This article identifies the biophilic design features and other environmental qualities in a sample of 65 interior and exterior spaces in a city of a middle-income country (Leon Guanajuato, Mexico). We examine the restorative influence of a set of environmental qualities that cross the barriers between the ecological, spatial, urban, architectural, psychosocial, and sensory aspects of places. A further step of this study is to establish an appropriate characterization of such scenarios according to these qualities. Along with the latter attributes, the study includes the evaluation of the places regarding their restorative quality, preference, mood states, and situational stress.
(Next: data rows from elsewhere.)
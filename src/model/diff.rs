//! Path-addressed differences between two [`NormalizedPolicy`] values.

use serde::{Deserialize, Serialize};
use serde_json::Value;

use super::policy::NormalizedPolicy;

/// The shape of a single field-level change. Fixed to the four-member
/// vocabulary: a sequence field's added/removed elements surface as one
/// `Added`/`Removed` diff per element, all sharing the field's path, not
/// as a single bundled variant.
#[derive(Debug, Clone, PartialEq, Eq, Serialize, Deserialize)]
#[serde(tag = "kind", rename_all = "camelCase")]
pub enum DiffKind {
    /// A scalar field changed value.
    Modified { before: Value, after: Value },
    /// A field, or one sequence element, present on one side only.
    Added { value: Value },
    Removed { value: Value },
    /// The same path held values of two different JSON types.
    TypeChanged { before: Value, after: Value },
}

/// One change at a specific dotted path within a policy.
#[derive(Debug, Clone, PartialEq, Eq, Serialize, Deserialize)]
pub struct Difference {
    pub path: String,
    #[serde(flatten)]
    pub kind: DiffKind,
    #[serde(default, skip_serializing_if = "Option::is_none")]
    pub classification: Option<Classification>,
}

/// The significance assigned to a [`Difference`] by the classifier.
#[derive(Debug, Clone, Copy, PartialEq, Eq, Serialize, Deserialize)]
#[serde(rename_all = "camelCase")]
pub enum Classification {
    Critical,
    NonCritical,
    Ignored,
}

/// How a policy in the baseline relates to the corresponding live policy.
#[derive(Debug, Clone, Copy, PartialEq, Eq, Serialize, Deserialize)]
#[serde(rename_all = "camelCase")]
pub enum PolicyStatus {
    Identical,
    SemanticallyEquivalent,
    Differ,
    LeftOnly,
    RightOnly,
}

/// The full comparison outcome for a single matched (or unmatched) policy.
#[derive(Debug, Clone, Serialize, Deserialize)]
pub struct PolicyComparison {
    pub policy_id: String,
    pub display_name: String,
    pub status: PolicyStatus,
    #[serde(default, skip_serializing_if = "Vec::is_empty")]
    pub differences: Vec<Difference>,
    #[serde(skip)]
    pub baseline: Option<NormalizedPolicy>,
    #[serde(skip)]
    pub live: Option<NormalizedPolicy>,
}

impl PolicyComparison {
    pub fn has_critical(&self) -> bool {
        self.differences
            .iter()
            .any(|d| d.classification == Some(Classification::Critical))
    }

    pub fn has_non_critical(&self) -> bool {
        self.differences
            .iter()
            .any(|d| d.classification == Some(Classification::NonCritical))
    }
}

#[cfg(test)]
mod tests {
    use super::*;

    fn diff(path: &str, classification: Classification) -> Difference {
        Difference {
            path: path.to_string(),
            kind: DiffKind::Modified {
                before: Value::Bool(true),
                after: Value::Bool(false),
            },
            classification: Some(classification),
        }
    }

    #[test]
    fn has_critical_detects_any_critical_difference() {
        let comparison = PolicyComparison {
            policy_id: "p1".to_string(),
            display_name: "Policy 1".to_string(),
            status: PolicyStatus::Differ,
            differences: vec![
                diff("state", Classification::NonCritical),
                diff("grantControls.operator", Classification::Critical),
            ],
            baseline: None,
            live: None,
        };
        assert!(comparison.has_critical());
        assert!(comparison.has_non_critical());
    }

    #[test]
    fn identical_comparison_has_no_findings() {
        let comparison = PolicyComparison {
            policy_id: "p1".to_string(),
            display_name: "Policy 1".to_string(),
            status: PolicyStatus::Identical,
            differences: Vec::new(),
            baseline: None,
            live: None,
        };
        assert!(!comparison.has_critical());
        assert!(!comparison.has_non_critical());
    }
}
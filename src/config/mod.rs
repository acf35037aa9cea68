//! Configuration layering: builtin defaults → host config → repo config
//! → CLI overrides, merged over `serde_json::Value` with provenance.

mod defaults;
mod effective;
mod merge;

pub use defaults::BuiltinDefaults;
pub use effective::{ConfigError, ConfigOrigin, ConfigSource, EffectiveConfig};
pub use merge::{deep_merge, merge_layers};
//! The Value Normalizer (C1): canonicalizes enum-like scalars and
//! set-semantic sequences so two dialect-distinct documents compare equal
//! when they are semantically the same policy.
//!
//! Never fails. Anomalies (unknown tokens) are accumulated as
//! [`NormalizeWarning`]s for the caller to surface.

use std::collections::BTreeSet;

/// A non-fatal anomaly observed while canonicalizing a value.
#[derive(Debug, Clone, PartialEq, Eq)]
pub struct NormalizeWarning {
    pub field: String,
    pub token: String,
}

fn built_in_control_alias(token: &str) -> Option<&'static str> {
    match token {
        "1" | "mfa" => Some("mfa"),
        "2" | "compliantDevice" => Some("compliantDevice"),
        "3" | "domainJoinedDevice" => Some("domainJoinedDevice"),
        "4" | "approvedApplication" => Some("approvedApplication"),
        "5" | "compliantApplication" => Some("compliantApplication"),
        "6" | "passwordChange" => Some("passwordChange"),
        "7" | "block" => Some("block"),
        _ => None,
    }
}

fn client_app_type_alias(token: &str) -> Option<&'static str> {
    match token {
        "0" | "browser" => Some("browser"),
        "1" | "mobileAppsAndDesktopClients" => Some("mobileAppsAndDesktopClients"),
        "2" | "exchangeActiveSync" => Some("exchangeActiveSync"),
        "3" | "other" => Some("other"),
        _ => None,
    }
}

/// Canonicalize a single `builtInControls` token, recording a warning for
/// anything unrecognized (the token still passes through verbatim).
pub fn normalize_built_in_control(token: &str, warnings: &mut Vec<NormalizeWarning>) -> String {
    match built_in_control_alias(token) {
        Some(canonical) => canonical.to_string(),
        None => {
            warnings.push(NormalizeWarning {
                field: "grantControls.builtInControls".to_string(),
                token: token.to_string(),
            });
            token.to_string()
        }
    }
}

/// Canonicalize a single `clientAppTypes` token.
pub fn normalize_client_app_type(token: &str, warnings: &mut Vec<NormalizeWarning>) -> String {
    match client_app_type_alias(token) {
        Some(canonical) => canonical.to_string(),
        None => {
            warnings.push(NormalizeWarning {
                field: "conditions.clientAppTypes".to_string(),
                token: token.to_string(),
            });
            token.to_string()
        }
    }
}

/// Canonicalize the policy `state` field. Case-insensitive; the report-only
/// alias collapses to the single canonical `reportOnly` form.
pub fn normalize_state(token: &str, warnings: &mut Vec<NormalizeWarning>) -> String {
    match token.to_ascii_lowercase().as_str() {
        "enabled" => "enabled".to_string(),
        "disabled" => "disabled".to_string(),
        "enabledforreportingbutnotenforced" | "reportonly" => "reportOnly".to_string(),
        _ => {
            warnings.push(NormalizeWarning {
                field: "state".to_string(),
                token: token.to_string(),
            });
            token.to_ascii_lowercase()
        }
    }
}

/// Lowercase a risk-level / platform / location token. No aliasing.
pub fn normalize_lowercase_token(token: &str) -> String {
    token.to_ascii_lowercase()
}

/// Sort and dedup a set-semantic sequence, mapping absent/empty to an
/// empty `Vec` (the canonical absent representation).
pub fn canonicalize_sequence<I, F>(items: I, mut canon: F) -> Vec<String>
where
    I: IntoIterator<Item = String>,
    F: FnMut(&str) -> String,
{
    let set: BTreeSet<String> = items.into_iter().map(|s| canon(&s)).collect();
    set.into_iter().collect()
}
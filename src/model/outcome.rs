//! Aggregate run outcome: per-run summary, pipeline status, and exit code.

use serde::{Deserialize, Serialize};

use super::diff::PolicyComparison;

/// Pipeline-wide status label, reported alongside the exit code.
#[derive(Debug, Clone, Copy, PartialEq, Eq, Serialize, Deserialize)]
#[serde(rename_all = "camelCase")]
pub enum PipelineStatus {
    NoDrift,
    DifferencesFound,
    CriticalDriftDetected,
    ThresholdExceeded,
    Error,
}

impl PipelineStatus {
    pub fn as_str(self) -> &'static str {
        match self {
            PipelineStatus::NoDrift => "noDrift",
            PipelineStatus::DifferencesFound => "differencesFound",
            PipelineStatus::CriticalDriftDetected => "criticalDriftDetected",
            PipelineStatus::ThresholdExceeded => "thresholdExceeded",
            PipelineStatus::Error => "error",
        }
    }
}

/// Aggregate counters over all compared policies.
#[derive(Debug, Clone, Default, Serialize, Deserialize)]
pub struct Summary {
    pub total_policies: usize,
    pub identical: usize,
    pub semantically_equivalent: usize,
    pub differ: usize,
    pub left_only: usize,
    pub right_only: usize,
    pub critical_changes: usize,
    pub non_critical_changes: usize,
    #[serde(default, skip_serializing_if = "Vec::is_empty")]
    pub critical_change_types: Vec<String>,
    #[serde(default, skip_serializing_if = "Vec::is_empty")]
    pub policies_with_critical_diffs: Vec<String>,
}

/// The inputs that the exit-code rule in §4.7 is a pure function of.
#[derive(Debug, Clone, Copy)]
pub struct ExitInputs {
    pub critical_count: usize,
    pub non_critical_count: usize,
    pub orphan_count: usize,
    pub max_differences: Option<usize>,
    pub exit_on_differences: bool,
}

/// Compute `(status, exit_code)` per the table in §4.7. Pure function of
/// [`ExitInputs`]; no other state may influence the result.
pub fn compute_outcome(inputs: ExitInputs) -> (PipelineStatus, i32) {
    let total_non_ignored = inputs.non_critical_count + inputs.orphan_count;

    let (status, code) = if inputs.critical_count > 0 {
        (PipelineStatus::CriticalDriftDetected, 2)
    } else if inputs
        .max_differences
        .is_some_and(|max| total_non_ignored > max)
    {
        (PipelineStatus::ThresholdExceeded, 2)
    } else if total_non_ignored > 0 {
        (PipelineStatus::DifferencesFound, 1)
    } else {
        (PipelineStatus::NoDrift, 0)
    };

    if !inputs.exit_on_differences {
        return (status, 0);
    }
    (status, code)
}

/// The threshold/classification-override configuration the run was
/// executed with, echoed back in the `pipelineJson` report so a CI
/// consumer can see what produced a given exit code without needing the
/// original config files.
#[derive(Debug, Clone, Default, Serialize, Deserialize)]
#[serde(rename_all = "camelCase")]
pub struct ThresholdConfiguration {
    pub max_differences: Option<usize>,
    #[serde(default, skip_serializing_if = "Vec::is_empty")]
    pub fail_on_types: Vec<String>,
    #[serde(default, skip_serializing_if = "Vec::is_empty")]
    pub ignore_types: Vec<String>,
}

/// The full result of a comparison run.
#[derive(Debug, Clone, Serialize, Deserialize)]
pub struct ComparisonResult {
    pub comparisons: Vec<PolicyComparison>,
    pub summary: Summary,
    pub status: String,
    pub exit_code: i32,
    pub compared_at: String,
    #[serde(default)]
    pub tenant_id: String,
    pub message: String,
    #[serde(default)]
    pub threshold_configuration: ThresholdConfiguration,
}
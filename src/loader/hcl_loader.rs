//! The HCL Policy Loader (C3): recursively scans a directory (or reads a
//! single file) for `azuread_conditional_access_policy` resource blocks
//! and converts each into a generic JSON `Value` tree before delegating
//! to [`assemble_policy`], the same constructor the JSON loader uses.

use std::fs;
use std::path::Path;

use hcl::{Body, Expression, Structure};
use serde_json::{Map, Value};
use walkdir::WalkDir;

use crate::model::SourceFormat;

use super::{assemble_policy, LoadError, LoadOutcome, LoadWarning};

const RESOURCE_TYPE: &str = "azuread_conditional_access_policy";
const HCL_EXTENSIONS: &[&str] = &["tf", "hcl"];

/// Load policies from a single HCL file or every matching file found by
/// a recursive directory scan.
pub fn load_hcl(path: &Path) -> Result<LoadOutcome, LoadError> {
    let mut outcome = LoadOutcome::default();

    let files: Vec<_> = if path.is_dir() {
        WalkDir::new(path)
            .into_iter()
            .filter_map(|e| e.ok())
            .filter(|e| e.file_type().is_file())
            .filter(|e| {
                e.path()
                    .extension()
                    .and_then(|ext| ext.to_str())
                    .is_some_and(|ext| HCL_EXTENSIONS.contains(&ext))
            })
            .map(|e| e.path().to_path_buf())
            .collect()
    } else {
        vec![path.to_path_buf()]
    };

    let mut files = files;
    files.sort();

    for file in files {
        load_one_file(&file, &mut outcome)?;
    }

    Ok(outcome)
}

fn load_one_file(path: &Path, outcome: &mut LoadOutcome) -> Result<(), LoadError> {
    let source_ref = path.to_string_lossy().to_string();
    let contents = fs::read_to_string(path).map_err(|e| LoadError::Io {
        source_ref: source_ref.clone(),
        message: e.to_string(),
    })?;

    let body: Body = hcl::parse(&contents).map_err(|e| LoadError::Syntax {
        source_ref: source_ref.clone(),
        message: e.to_string(),
    })?;

    for structure in body.into_iter() {
        let block = match structure {
            Structure::Block(block) => block,
            Structure::Attribute(_) => continue,
        };

        if block.identifier.as_str() != "resource" {
            continue;
        }
        let labels: Vec<String> = block.labels.iter().map(|l| l.as_str().to_string()).collect();
        if labels.first().map(String::as_str) != Some(RESOURCE_TYPE) {
            continue;
        }
        let local_name = labels.get(1).cloned().unwrap_or_default();
        let block_ref = format!("{source_ref}:{RESOURCE_TYPE}.{local_name}");

        let mut warnings = Vec::new();
        let value = body_to_value(&block.body, &block_ref, &mut warnings);
        outcome.warnings.append(&mut warnings);

        outcome.policies.push(assemble_policy(
            &value,
            SourceFormat::Hcl,
            &block_ref,
            &mut outcome.warnings,
        ));
    }

    Ok(())
}

/// Convert an HCL block body into a JSON object: each attribute becomes a
/// key/value pair; each repeated nested block name becomes an array,
/// each singular one a nested object. Terraform's provider schema is
/// snake_case (`display_name`, `client_app_types`); the normalized model
/// is camelCase, so every key is converted on the way in.
fn body_to_value(body: &Body, block_ref: &str, warnings: &mut Vec<LoadWarning>) -> Value {
    let mut map = Map::new();

    for structure in body.iter() {
        match structure {
            Structure::Attribute(attr) => {
                let key = snake_to_camel(attr.key.as_str());
                let value = expression_to_value(&attr.expr, block_ref, warnings);
                map.insert(key, value);
            }
            Structure::Block(nested) => {
                let name = snake_to_camel(nested.identifier.as_str());
                let nested_value = body_to_value(&nested.body, block_ref, warnings);
                match map.remove(&name) {
                    Some(Value::Array(mut items)) => {
                        items.push(nested_value);
                        map.insert(name, Value::Array(items));
                    }
                    Some(existing) => {
                        map.insert(name, Value::Array(vec![existing, nested_value]));
                    }
                    None => {
                        map.insert(name, nested_value);
                    }
                }
            }
        }
    }

    Value::Object(map)
}

/// `display_name` -> `displayName`, `client_app_types` -> `clientAppTypes`.
/// Keys with no underscore pass through unchanged.
fn snake_to_camel(key: &str) -> String {
    let mut out = String::with_capacity(key.len());
    let mut upper_next = false;
    for c in key.chars() {
        if c == '_' {
            upper_next = true;
        } else if upper_next {
            out.extend(c.to_uppercase());
            upper_next = false;
        } else {
            out.push(c);
        }
    }
    out
}

/// Convert a parsed HCL expression into a JSON value. Literal scalars,
/// arrays, and objects convert directly; anything requiring evaluation
/// (variable/local references, function calls, traversals) is preserved
/// as its opaque source text and recorded as a warning.
fn expression_to_value(expr: &Expression, block_ref: &str, warnings: &mut Vec<LoadWarning>) -> Value {
    match expr {
        Expression::Null => Value::Null,
        Expression::Bool(b) => Value::Bool(*b),
        Expression::Number(n) => serde_json::Number::from_f64(n.as_f64().unwrap_or_default())
            .map(Value::Number)
            .unwrap_or(Value::Null),
        Expression::String(s) => Value::String(s.clone()),
        Expression::Array(items) => Value::Array(
            items
                .iter()
                .map(|item| expression_to_value(item, block_ref, warnings))
                .collect(),
        ),
        Expression::Object(obj) => {
            let map = obj
                .iter()
                .map(|(k, v)| {
                    (
                        k.to_string(),
                        expression_to_value(v, block_ref, warnings),
                    )
                })
                .collect();
            Value::Object(map)
        }
        other => {
            let opaque = other.to_string();
            warnings.push(LoadWarning {
                source_ref: block_ref.to_string(),
                message: format!("unresolved expression preserved as opaque token: {opaque}"),
            });
            Value::String(opaque)
        }
    }
}
//! The Policy Matcher (C4): pairs baseline and live policies by one of
//! several strategies, using hashed lookup to stay linear in the
//! number of policies (§5).

use std::collections::HashMap;

use crate::model::NormalizedPolicy;

/// Which field links a baseline policy to its live counterpart.
#[derive(Debug, Clone, Copy, PartialEq, Eq)]
pub enum MatchingStrategy {
    ByName,
    ById,
    CustomMapping,
}

/// Options controlling a single matcher run.
#[derive(Debug, Clone, Default)]
pub struct MatchingOptions {
    pub strategy_case_sensitive: bool,
    /// Only consulted for `MatchingStrategy::CustomMapping`.
    pub custom_mapping: HashMap<String, String>,
}

/// A non-fatal anomaly observed while matching (e.g. a duplicate name).
#[derive(Debug, Clone, PartialEq, Eq)]
pub struct MatchWarning {
    pub message: String,
}

/// The output of a match run: every input policy appears in exactly one
/// bucket.
pub struct MatchResult {
    pub matched: Vec<(NormalizedPolicy, NormalizedPolicy)>,
    pub left_only: Vec<NormalizedPolicy>,
    pub right_only: Vec<NormalizedPolicy>,
    pub warnings: Vec<MatchWarning>,
}

fn fold_case(value: &str, case_sensitive: bool) -> String {
    if case_sensitive {
        value.to_string()
    } else {
        value.to_ascii_lowercase()
    }
}

/// Match `left` (baseline) against `right` (live) policies using
/// `strategy`.
pub fn match_policies(
    left: Vec<NormalizedPolicy>,
    right: Vec<NormalizedPolicy>,
    strategy: MatchingStrategy,
    options: &MatchingOptions,
) -> MatchResult {
    match strategy {
        MatchingStrategy::ByName => match_by_key(left, right, options.strategy_case_sensitive, |p| {
            Some(p.display_name.clone())
        }),
        MatchingStrategy::ById => match_by_key(left, right, true, |p| {
            if p.id.is_empty() {
                None
            } else {
                Some(p.id.clone())
            }
        }),
        MatchingStrategy::CustomMapping => match_custom(left, right, options),
    }
}

fn match_by_key(
    left: Vec<NormalizedPolicy>,
    right: Vec<NormalizedPolicy>,
    case_sensitive: bool,
    key_of: impl Fn(&NormalizedPolicy) -> Option<String>,
) -> MatchResult {
    let mut warnings = Vec::new();
    let mut right_by_key: HashMap<String, Vec<NormalizedPolicy>> = HashMap::new();
    for policy in right {
        if let Some(key) = key_of(&policy) {
            right_by_key
                .entry(fold_case(&key, case_sensitive))
                .or_default()
                .push(policy);
        } else {
            right_by_key.entry(String::new()).or_default().push(policy);
        }
    }

    let mut matched = Vec::new();
    let mut left_only = Vec::new();
    let mut seen_keys: HashMap<String, usize> = HashMap::new();

    for policy in left {
        let Some(raw_key) = key_of(&policy) else {
            left_only.push(policy);
            continue;
        };
        let key = fold_case(&raw_key, case_sensitive);
        let count = seen_keys.entry(key.clone()).or_insert(0);
        if *count > 0 {
            warnings.push(MatchWarning {
                message: format!("duplicate match key '{raw_key}' on baseline side"),
            });
        }

        if let Some(candidates) = right_by_key.get_mut(&key) {
            if !candidates.is_empty() && !key.is_empty() {
                let counterpart = candidates.remove(0);
                matched.push((policy, counterpart));
                *count += 1;
                continue;
            }
        }
        left_only.push(policy);
        *count += 1;
    }

    let right_only: Vec<NormalizedPolicy> = right_by_key.into_values().flatten().collect();

    MatchResult {
        matched,
        left_only,
        right_only,
        warnings,
    }
}

fn match_custom(
    left: Vec<NormalizedPolicy>,
    right: Vec<NormalizedPolicy>,
    options: &MatchingOptions,
) -> MatchResult {
    let mut right_by_name: HashMap<String, Vec<NormalizedPolicy>> = HashMap::new();
    for policy in right {
        right_by_name
            .entry(policy.display_name.clone())
            .or_default()
            .push(policy);
    }

    let mut matched = Vec::new();
    let mut left_only = Vec::new();

    for policy in left {
        let mapped_name = options.custom_mapping.get(&policy.display_name);
        let candidate = mapped_name.and_then(|name| right_by_name.get_mut(name));
        match candidate {
            Some(candidates) if !candidates.is_empty() => {
                let counterpart = candidates.remove(0);
                matched.push((policy, counterpart));
            }
            _ => left_only.push(policy),
        }
    }

    let right_only: Vec<NormalizedPolicy> = right_by_name.into_values().flatten().collect();

    MatchResult {
        matched,
        left_only,
        right_only,
        warnings: Vec::new(),
    }
}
A structural equation model summarizes the statistical links between the included covariates.

The research questions of this study are as follows:

As for Q3, we have proposed a conceptual model of the restorative influence of the environmental qualities of the places on mood and stress (see Figure 1). Our model departs from a social ecology theory (Stokols, 1996), which considers the categorical and dynamical inquiry about the people-environment relations based on three elements: the physical setting, the psychological process, and the psychological outcomes (Stokols, 1987; Werner et al., 2002). From a theoretical point of view, the model considers the basic assumptions of ART (Kaplan and Kaplan, 1989) and PSRT (Ulrich, 1983) to explain the restorative effects of the proposed environmental qualities on mood states and psychological stress related to the exposure with indoor and outdoor built settings. The model considers several environmental qualities, such as vegetation proportion, landmark salience, and the biophilic qualities of the built elements. Olfactory pleasantness was included as an observed dimension of the environmental qualities. The model considers the components associated with the restorative potential of a place as those that indirectly influence the relations between the environmental qualities and psychological outcomes. This consideration is supported by evidence, suggesting that the link between the environmental attributes and the restorative effects is mediated by the perception of the restorative qualities of the environment (Hartig et al., 1997; Lindal and Hartig, 2013; Martínez-Soto et al., 2014b; Marselle et al., 2016; McAllister et al., 2017; Masoudinejad and Hartig, 2020). We also hypothesized that the restorative influence of environmental qualities on moods and stress was related to decreased negative moods and perceived stress, and with higher feelings of positive mood states (McSweeney et al., 2019; Huang et al., 2020). Our proposed model implemented structural equation modeling (SEM) to evaluate how the model fits empirical data and infer the nature and characteristics of the causal associations (Figure 1).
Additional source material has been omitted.